We aim at analyzing the trends that the data follows according to the artist name and genre types over the years that it was released in. We thereby split the track_album_release_date into year, month and day
#### Extracting Year from songs
spotify_songs <- spotify_songs %>%
separate(track_album_release_date,
c("year","month","day"),
sep = "-")
#### Creating minutes from duration
spotify_songs<-spotify_songs %>%
mutate(duration_min=duration_ms/60000)
#### changing data type of year column
spotify_songs$year <- as.numeric(spotify_songs$year)

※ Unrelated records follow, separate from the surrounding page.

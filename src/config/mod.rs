mod settings;
mod validation;

pub use settings::{
    ApplicationSettings, ExplorerSettings, ProviderSettings, Settings, StorageSettings,
};
pub use validation::validate_settings;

Step 5: Selecting the required columns from the dataset
#### Dropping unneccessary columns
spotify_songs <- spotify_songs %>% select(-c(track_id,track_album_id,playlist_id))
A preview of the clean dataset is given below:
### displaying top 100 rows
output_data <- head(spotify_songs, n = 100)

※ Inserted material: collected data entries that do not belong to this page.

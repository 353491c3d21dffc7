use axum::{
    routing::{get, post},
    Json, Router,
};
use serde_json::json;
use std::sync::Arc;

use super::handlers;
use crate::reconcile::TransactionService;
use crate::wallet::WalletSession;

#[derive(Clone)]
pub struct AppState {
    pub wallet: Arc<WalletSession>,
    pub transactions: Arc<TransactionService>,
    pub explorer_web_url: Arc<str>,
}

impl AppState {
    pub fn new(transactions: Arc<TransactionService>, explorer_web_url: &str) -> Self {
        Self {
            wallet: transactions.wallet().clone(),
            transactions,
            explorer_web_url: Arc::from(explorer_web_url),
        }
    }
}

pub fn create_router(state: AppState) -> Router {
    Router::new()
        .route("/", get(|| async {
            Json(json!({
                "message": "paydesk API is running"
            }))
        }))
        .route("/api/wallet", get(handlers::get_wallet))
        .route("/api/wallet/connect", post(handlers::connect_wallet))
        .route("/api/wallet/disconnect", post(handlers::disconnect_wallet))
        .route("/api/wallet/refresh", post(handlers::refresh_wallet))
        .route("/api/dashboard", get(handlers::get_dashboard))
        .route(
            "/api/transactions",
            get(handlers::get_transactions).post(handlers::send_transaction),
        )
        .route("/api/transactions/:hash/status", get(handlers::get_transaction_status))
        .fallback(handlers::not_found)
        .with_state(state)
}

datatable(output_data, filter = 'top', options = list(pageLength = 25))
Correlation between variables
In order to understand the correlation among variables, we’ll use corrplot function in R which is one of the basic data visualization functions.

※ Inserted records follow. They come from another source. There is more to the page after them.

use std::collections::HashMap;

use crate::ledger::TransactionRecord;

/// Unions local and remote history into one record per hash.
///
/// When both sides carry a hash the remote record wins. Within one input a
/// later duplicate replaces an earlier one. Each hash keeps the position where it first
/// appeared, local hashes first.
pub fn merge(local: &[TransactionRecord], remote: &[TransactionRecord]) -> Vec<TransactionRecord> {
    let mut positions: HashMap<&str, usize> = HashMap::with_capacity(local.len() + remote.len());
    let mut merged: Vec<TransactionRecord> = Vec::with_capacity(local.len() + remote.len());

    for record in local.iter().chain(remote) {
        match positions.get(record.hash.as_str()) {
            Some(&index) => merged[index] = record.clone(),
            None => {
                positions.insert(record.hash.as_str(), merged.len());
                merged.push(record.clone());
            }
        }
    }

    merged
}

### Correlation plot of numeric columns
songs_corr <- spotify_songs %>%
select(track_popularity,danceability,energy,loudness,speechiness,acousticness,instrumentalness, liveness, valence, tempo)
par(bg="#121212")
corrplot(cor(songs_corr),method = 'pie',type="lower",bg="#121212",col="#1DB954",tl.col="#1DB954",addgrid.col = "#1DB954")
Based on the plot, we can state that popularity does not have strong correlation with other track features. But quite a few variables have strong correlation with each other, indicating multicollinearity and might not be suitable for classification algorithms.
Density Plots of Variables
Let’s see energy, danceability, valence, acousticness, speechiness and liveness are distributed over all the observations of our dataset. We would be plotting density plots of all these 6 variables together as they all on same scale and range from 0 to 1.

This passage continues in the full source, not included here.